Enhancing economic, social and environmental value:
- Enhance safety and security of cargo and improve customer service by tracking the container’s location and condition information and providing real time data enabling better optimization of the entire supply chain.
POLICY TOOLS AND LEVERS
Legislation and regulation: Government and industry must develop standards for Smart Containers such as testing equipment to ensure the quality of the goods, effective technologies and safe operation of the Smart Containers.
Transition of workforce capabilities: Several capabilities in areas such as technical engineering, software engineering and system integration are required across the production, management and maintenance of the Smart Containers. While the production of the containers would be outsourced, the management and maintenance of the containers could be achieved in-house and would therefore require the upskilling of staff to meet this need.
RISKS AND MITIGATIONS
Risk: Containers are made of steel and usually stacked several deep on shipping vessels. This can interrupt communication between the container and the operator, which can make the data inaccurate or lost.
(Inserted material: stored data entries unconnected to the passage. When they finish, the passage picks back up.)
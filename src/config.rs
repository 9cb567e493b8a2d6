//! Run configuration helpers.
//!
//! The config is an optional JSON file. Command-line flags override any value
//! it sets, and a missing file means [`default_config`].
use anyhow::{anyhow, Context, Result};
use serde::{Deserialize, Serialize};
use std::fs;
use std::path::{Path, PathBuf};

pub const CONFIG_SCHEMA_VERSION: u32 = 1;
pub const CONFIG_FILE: &str = "config.json";
pub const DEFAULT_COUNTRY: &str = "DE";
pub const DEFAULT_TOP: usize = 10;
pub const DEFAULT_OUTPUT_DIR: &str = "exports";

#[derive(Debug, Deserialize, Serialize, Clone, PartialEq, Eq)]
pub struct RunConfig {
    pub schema_version: u32,
    #[serde(default = "default_country")]
    pub country: String,
    #[serde(default)]
    pub data_dir: Option<PathBuf>,
    #[serde(default = "default_top")]
    pub top: usize,
    #[serde(default = "default_output_dir")]
    pub output_dir: PathBuf,
}

fn default_country() -> String {
    DEFAULT_COUNTRY.to_string()
}

fn default_top() -> usize {
    DEFAULT_TOP
}

fn default_output_dir() -> PathBuf {
    PathBuf::from(DEFAULT_OUTPUT_DIR)
}

/// Build the config used when no file is supplied.
pub fn default_config() -> RunConfig {
    RunConfig {
        schema_version: CONFIG_SCHEMA_VERSION,
        country: default_country(),
        data_dir: None,
        top: DEFAULT_TOP,
        output_dir: default_output_dir(),
    }
}

/// Load and validate a config file.
pub fn load_config(path: &Path) -> Result<RunConfig> {
    let bytes = fs::read(path).with_context(|| format!("read config {}", path.display()))?;
    let config: RunConfig = serde_json::from_slice(&bytes).context("parse config JSON")?;
    validate_config(&config)?;
    Ok(config)
}

/// Persist a config in a stable JSON format.
pub fn write_config(path: &Path, config: &RunConfig) -> Result<()> {
    if let Some(parent) = path.parent() {
        fs::create_dir_all(parent).context("create config dir")?;
    }
    let text = serde_json::to_string_pretty(config).context("serialize config")?;
    fs::write(path, text.as_bytes()).with_context(|| format!("write {}", path.display()))?;
    Ok(())
}

pub fn validate_config(config: &RunConfig) -> Result<()> {
    if config.schema_version != CONFIG_SCHEMA_VERSION {
        return Err(anyhow!(
            "unsupported config schema_version {}",
            config.schema_version
        ));
    }
    if config.country.trim().is_empty() {
        return Err(anyhow!("country must be non-empty"));
    }
    if config.top == 0 {
        return Err(anyhow!("top must be at least 1"));
    }
    Ok(())
}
Mitigation: The quality of the data transmission depends on the communication network. The network may need to be upgraded to improve coverage to ensure data can always be transmitted.
Risk: The implementation of Smart Containers may result in redundancies for existing employees. Since Smart Containers can obtain real-time data automatically while at sea, the traditional manual work is eliminated. This could have consequences for the company such as negative press and impact to the brand’s reputation.
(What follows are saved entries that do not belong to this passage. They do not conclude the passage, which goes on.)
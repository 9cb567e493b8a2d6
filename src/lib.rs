//! Side-income recommender.
//!
//! A static catalog of income variants is filtered and ranked against a user
//! profile, and a fixed-shape action plan is built for the chosen variant.
//!
//! ```text
//! catalog::load_catalog ──► validate::validate_catalog
//!          │
//!          └──► recommend::recommend ──► plan::build_plan ──► render / export
//!                    │
//!                    └── evaluate::{feasibility, legal, economics}
//! ```

pub mod catalog;
pub mod config;
pub mod error;
pub mod evaluate;
pub mod export;
pub mod plan;
pub mod profile;
pub mod profile_io;
pub mod recommend;
pub mod render;
pub mod schema;
pub mod session;
pub mod validate;

mod util;

pub use error::{Error, Result};
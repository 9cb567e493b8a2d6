//! Export artifact writing.
//!
//! Every artifact is rendered in memory first; files are only written once all
//! renders succeeded, so a failed render never leaves a partial export.
use crate::profile::UserProfile;
use crate::profile_io::render_profile_yaml;
use crate::render::{render_plan_markdown, render_result_json};
use crate::schema::{PlanResult, RecommendationResult};
use anyhow::{Context, Result};
use std::fs;
use std::path::{Path, PathBuf};

pub const PROFILE_EXPORT: &str = "profile.yaml";
pub const PLAN_EXPORT: &str = "plan.md";
pub const RESULT_EXPORT: &str = "result.json";

pub fn write_export_text(output_dir: &Path, rel_path: &str, text: &str) -> Result<PathBuf> {
    let path = output_dir.join(rel_path);
    if let Some(parent) = path.parent() {
        fs::create_dir_all(parent).with_context(|| format!("create {}", parent.display()))?;
    }
    fs::write(&path, text.as_bytes()).with_context(|| format!("write {}", path.display()))?;
    Ok(path)
}

/// Render and write `profile.yaml`, `plan.md`, and `result.json`.
pub fn export_all(
    output_dir: &Path,
    profile: &UserProfile,
    result: &RecommendationResult,
    plan: &PlanResult,
) -> Result<Vec<PathBuf>> {
    let artifacts = [
        (PROFILE_EXPORT, render_profile_yaml(profile)?),
        (PLAN_EXPORT, render_plan_markdown(plan)),
        (RESULT_EXPORT, render_result_json(profile, result, plan)?),
    ];
    let mut written = Vec::with_capacity(artifacts.len());
    for (rel_path, text) in &artifacts {
        written.push(write_export_text(output_dir, rel_path, text)?);
    }
    tracing::info!(
        count = written.len(),
        dir = %output_dir.display(),
        "exports written"
    );
    Ok(written)
}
Mitigation: With the new technologies installed, the work on shipping vessels will become more technical. There is an opportunity to upskill employees to meet this need. Companies should also develop a strategy to deal with human resources changes any potential media response.
Safety and (Cyber)security risk
Risk: Smart Containers generate data and communicate with authorities through a satellite-based or internet-based system. Therefore, there is a risk that data collected could be hacked or altered due to cybercrime.
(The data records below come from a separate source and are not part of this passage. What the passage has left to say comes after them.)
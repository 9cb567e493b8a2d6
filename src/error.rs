//! Error kinds raised by the recommendation core.
//!
//! Validation problems are not errors: they are reported as data through
//! [`crate::validate::ValidationReport`]. Only lookups that cannot succeed and
//! filesystem failures surface here.

use std::path::PathBuf;
use thiserror::Error;

/// The core error type.
#[derive(Debug, Error)]
pub enum Error {
    /// A plan was requested for a variant id the catalog does not contain.
    #[error("selected variant not found: {variant_id}")]
    NotFound {
        /// The identifier that failed to resolve.
        variant_id: String,
    },

    /// Probing the data directory failed.
    #[error("filesystem error at {}: {source}", path.display())]
    Filesystem {
        path: PathBuf,
        #[source]
        source: std::io::Error,
    },
}

pub type Result<T> = std::result::Result<T, Error>;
Mitigation: Institutions should ensure their systems are robust to mitigate the risk of cybersecurity breaches. Furthermore, governments should set legislative frameworks to outline the requirements of these systems to repel cybersecurity attacks and protect data.
Example: Silk Road
Implementation: CIMC develops and deploys technologies integration into the company’s container.
Cost: Technologies allow connectivity for individual containers easier and at lower cost.
Timeframe: In early 2018, the first smart shipping container was transported by truck, train and ship along the Silk Road.
Example: Port of Rotterdam Pilot
Implementation: A smart container (container 42) has left the port of Rotterdam on a two-year multi modal journey.
Cost: Pilot investment to assess the efficiency over a short and mid-term of the IoT used in different modes and weather conditions.
Timeframe: The container goes on a two-year journey to collect data about its condition during transport and measure the conditions and environment inside and around the container.
Example: Mediterranean Shipping Co.
Implementation: The company has committed to 50,000 smart containers by 2020.
Cost: The high volume of containers will enable a lower cost of investment while savings through operations will also likely offset them.
Timeframe: The company aims to integrate 30% of its containers with IoT technology by 2015.